Problem description — Using the data below, return every line that holds the word "validate".

Items from a dataset:
>>>>>
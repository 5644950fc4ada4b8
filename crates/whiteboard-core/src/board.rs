//! Board state and the action reducer.
//!
//! Pointer input arrives as [`Action`]s. [`reduce`] maps a state and an action
//! to the next state without touching its input, and [`Board`] keeps the
//! current state for a session, swapping it wholesale after each successful
//! action.

use crate::config::BoardConfig;
use crate::error::{BoardError, BoardResult};
use crate::outline::OutlinePipeline;
use crate::shapes::{
    Anchors, Element, ElementId, StyleAttributes, append_point, create_element,
};
use crate::tools::ToolKind;
use serde::{Deserialize, Serialize};

/// Actions accepted by the board.
#[derive(Debug, Clone, PartialEq, Serialize, Deserialize)]
#[serde(tag = "type")]
pub enum Action {
    /// Make `tool` the tool for the next gesture.
    SelectTool { tool: ToolKind },
    /// Pointer down: create a new element at `(x, y)`.
    GestureStart {
        x: f64,
        y: f64,
        style: StyleAttributes,
    },
    /// Pointer move: reshape the element in progress.
    GestureUpdate { x: f64, y: f64 },
    /// Pointer up: freeze the element in progress.
    GestureEnd,
}

impl Action {
    pub fn select_tool(tool: ToolKind) -> Self {
        Action::SelectTool { tool }
    }

    pub fn gesture_start(x: f64, y: f64, style: StyleAttributes) -> Self {
        Action::GestureStart { x, y, style }
    }

    pub fn gesture_update(x: f64, y: f64) -> Self {
        Action::GestureUpdate { x, y }
    }

    pub fn gesture_end() -> Self {
        Action::GestureEnd
    }
}

/// Whether a gesture is in progress, and which element it is shaping.
#[derive(Debug, Clone, Copy, PartialEq, Eq, Default, Serialize, Deserialize)]
pub enum GestureState {
    #[default]
    Idle,
    Drawing { active: ElementId },
}

/// Everything the reducer reads and writes.
#[derive(Debug, Clone, PartialEq, Default, Serialize, Deserialize)]
pub struct BoardState {
    pub active_tool: ToolKind,
    pub gesture: GestureState,
    /// Elements in creation order.
    pub elements: Vec<Element>,
}

impl BoardState {
    /// Create an empty board with `tool` selected.
    pub fn new(tool: ToolKind) -> Self {
        Self {
            active_tool: tool,
            gesture: GestureState::Idle,
            elements: Vec::new(),
        }
    }

    /// Whether a gesture is in progress.
    pub fn gesture_active(&self) -> bool {
        matches!(self.gesture, GestureState::Drawing { .. })
    }

    /// Id of the element the current gesture is shaping, if any.
    pub fn active_element_id(&self) -> Option<ElementId> {
        match self.gesture {
            GestureState::Drawing { active } => Some(active),
            GestureState::Idle => None,
        }
    }

    /// The element being shaped by the current gesture, if any.
    pub fn active_element(&self) -> Option<&Element> {
        let id = self.active_element_id()?;
        self.elements.iter().find(|e| e.id == id)
    }

    /// Id the next created element will get.
    fn next_id(&self) -> ElementId {
        self.elements.len()
    }

    /// Serialize the state to JSON.
    pub fn to_json(&self) -> Result<String, serde_json::Error> {
        serde_json::to_string_pretty(self)
    }

    /// Deserialize a state from JSON and check it with [`BoardState::validate`].
    pub fn from_json(json: &str) -> BoardResult<Self> {
        let state: Self =
            serde_json::from_str(json).map_err(|e| BoardError::Serialization(e.to_string()))?;
        state.validate()?;
        Ok(state)
    }

    /// Check the invariants the reducer relies on.
    ///
    /// Every element's id must equal its index and its body must match its
    /// kind. While drawing, the active element must be the last one.
    pub fn validate(&self) -> BoardResult<()> {
        for (index, element) in self.elements.iter().enumerate() {
            if element.id != index {
                return Err(BoardError::IdOutOfSequence {
                    index,
                    id: element.id,
                });
            }
            if !element.is_well_formed() {
                return Err(BoardError::UnrecognizedElementKind {
                    id: element.id,
                    kind: element.kind,
                });
            }
        }

        if let GestureState::Drawing { active } = self.gesture {
            if active >= self.elements.len() {
                return Err(BoardError::MissingActiveElement(active));
            }
            if active + 1 != self.elements.len() {
                return Err(BoardError::ActiveElementNotLast(active));
            }
        }
        Ok(())
    }
}

/// Apply `action` to `state`, returning the next state.
///
/// `state` is never modified. On error the caller keeps `state` as is.
pub fn reduce(
    state: &BoardState,
    action: &Action,
    pipeline: &OutlinePipeline,
) -> BoardResult<BoardState> {
    match action {
        Action::SelectTool { tool } => {
            log::debug!("Tool changed: {} -> {}", state.active_tool, tool);
            Ok(BoardState {
                active_tool: *tool,
                ..state.clone()
            })
        }
        Action::GestureStart { x, y, style } => {
            if let Some(abandoned) = state.active_element_id() {
                log::warn!("Gesture started while element {abandoned} was in progress, freezing it");
            }

            let id = state.next_id();
            let element = create_element(
                id,
                state.active_tool,
                Anchors::new(*x, *y, *x, *y),
                style.clone(),
                pipeline,
            );
            log::debug!("Gesture started: {} element {id} at ({x}, {y})", element.kind);

            let mut elements = Vec::with_capacity(state.elements.len() + 1);
            elements.extend_from_slice(&state.elements);
            elements.push(element);

            Ok(BoardState {
                active_tool: state.active_tool,
                gesture: GestureState::Drawing { active: id },
                elements,
            })
        }
        Action::GestureUpdate { x, y } => {
            let GestureState::Drawing { active } = state.gesture else {
                log::trace!("Ignoring update at ({x}, {y}) with no gesture in progress");
                return Ok(state.clone());
            };

            let index = state
                .elements
                .iter()
                .rposition(|e| e.id == active)
                .ok_or(BoardError::MissingActiveElement(active))?;
            if index + 1 != state.elements.len() {
                return Err(BoardError::ActiveElementNotLast(active));
            }
            let updated = update_element(&state.elements[index], *x, *y, pipeline)?;
            log::trace!("Element {active} updated to ({x}, {y})");

            let mut next = state.clone();
            next.elements[index] = updated;
            Ok(next)
        }
        Action::GestureEnd => {
            if let Some(id) = state.active_element_id() {
                log::debug!("Gesture ended, element {id} frozen");
            }
            Ok(BoardState {
                gesture: GestureState::Idle,
                ..state.clone()
            })
        }
    }
}

/// Reshape an in-progress element toward `(x, y)` according to its own kind.
fn update_element(
    element: &Element,
    x: f64,
    y: f64,
    pipeline: &OutlinePipeline,
) -> BoardResult<Element> {
    match element.kind {
        ToolKind::Line | ToolKind::Rectangle | ToolKind::Ellipse | ToolKind::Arrow => {
            let start = element
                .anchors()
                .ok_or(BoardError::UnrecognizedElementKind {
                    id: element.id,
                    kind: element.kind,
                })?;
            Ok(create_element(
                element.id,
                element.kind,
                Anchors::new(start.x1, start.y1, x, y),
                element.style.clone(),
                pipeline,
            ))
        }
        ToolKind::Freehand => append_point(element, x, y, pipeline),
    }
}

/// A board editing session.
#[derive(Debug, Default)]
pub struct Board {
    state: BoardState,
    pipeline: OutlinePipeline,
}

impl Board {
    /// Create an empty board with default settings and outline pipeline.
    pub fn new() -> Self {
        Self::default()
    }

    pub fn with_config(config: &BoardConfig) -> Self {
        Self::with_pipeline(config, OutlinePipeline::default())
    }

    pub fn with_pipeline(config: &BoardConfig, pipeline: OutlinePipeline) -> Self {
        Self {
            state: BoardState::new(config.initial_tool),
            pipeline,
        }
    }

    /// Resume a session from a state held by the application.
    ///
    /// The state is rejected if it fails [`BoardState::validate`].
    pub fn from_state(state: BoardState, pipeline: OutlinePipeline) -> BoardResult<Self> {
        state.validate()?;
        Ok(Self { state, pipeline })
    }

    /// Apply an action. On error the current state is kept unchanged.
    pub fn dispatch(&mut self, action: Action) -> BoardResult<()> {
        match reduce(&self.state, &action, &self.pipeline) {
            Ok(next) => {
                self.state = next;
                Ok(())
            }
            Err(e) => {
                log::warn!("Rejected {action:?}: {e}");
                Err(e)
            }
        }
    }

    pub fn active_tool(&self) -> ToolKind {
        self.state.active_tool
    }

    pub fn gesture(&self) -> GestureState {
        self.state.gesture
    }

    pub fn is_drawing(&self) -> bool {
        self.state.gesture_active()
    }

    pub fn elements(&self) -> &[Element] {
        &self.state.elements
    }

    pub fn active_element(&self) -> Option<&Element> {
        self.state.active_element()
    }

    pub fn state(&self) -> &BoardState {
        &self.state
    }

    pub fn into_state(self) -> BoardState {
        self.state
    }
}
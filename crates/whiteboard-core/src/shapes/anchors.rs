//! Two-anchor geometry shared by line, rectangle, ellipse and arrow.

use kurbo::{Point, Rect};
use serde::{Deserialize, Serialize};

/// Start and end anchors of a shape element.
///
/// `(x1, y1)` is where the gesture started and never moves. `(x2, y2)` follows
/// the pointer. No normalization is applied, so `x2 < x1` is legal.
#[derive(Debug, Clone, Copy, PartialEq, Serialize, Deserialize)]
pub struct Anchors {
    pub x1: f64,
    pub y1: f64,
    pub x2: f64,
    pub y2: f64,
}

impl Anchors {
    /// Create anchors from start `(x1, y1)` and end `(x2, y2)`.
    pub fn new(x1: f64, y1: f64, x2: f64, y2: f64) -> Self {
        Self { x1, y1, x2, y2 }
    }

    /// The fixed start anchor.
    pub fn start(&self) -> Point {
        Point::new(self.x1, self.y1)
    }

    /// The end anchor that follows the pointer.
    pub fn end(&self) -> Point {
        Point::new(self.x2, self.y2)
    }

    /// Bounding box of both anchors, normalized.
    pub fn bounds(&self) -> Rect {
        Rect::from_points(self.start(), self.end())
    }
}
<<<<<
Solution to this exercise —
    /// Deserialize a state from JSON and check it with [`BoardState::validate`].
        state.validate()?;
    pub fn validate(&self) -> BoardResult<()> {
    /// The state is rejected if it fails [`BoardState::validate`].
        state.validate()?;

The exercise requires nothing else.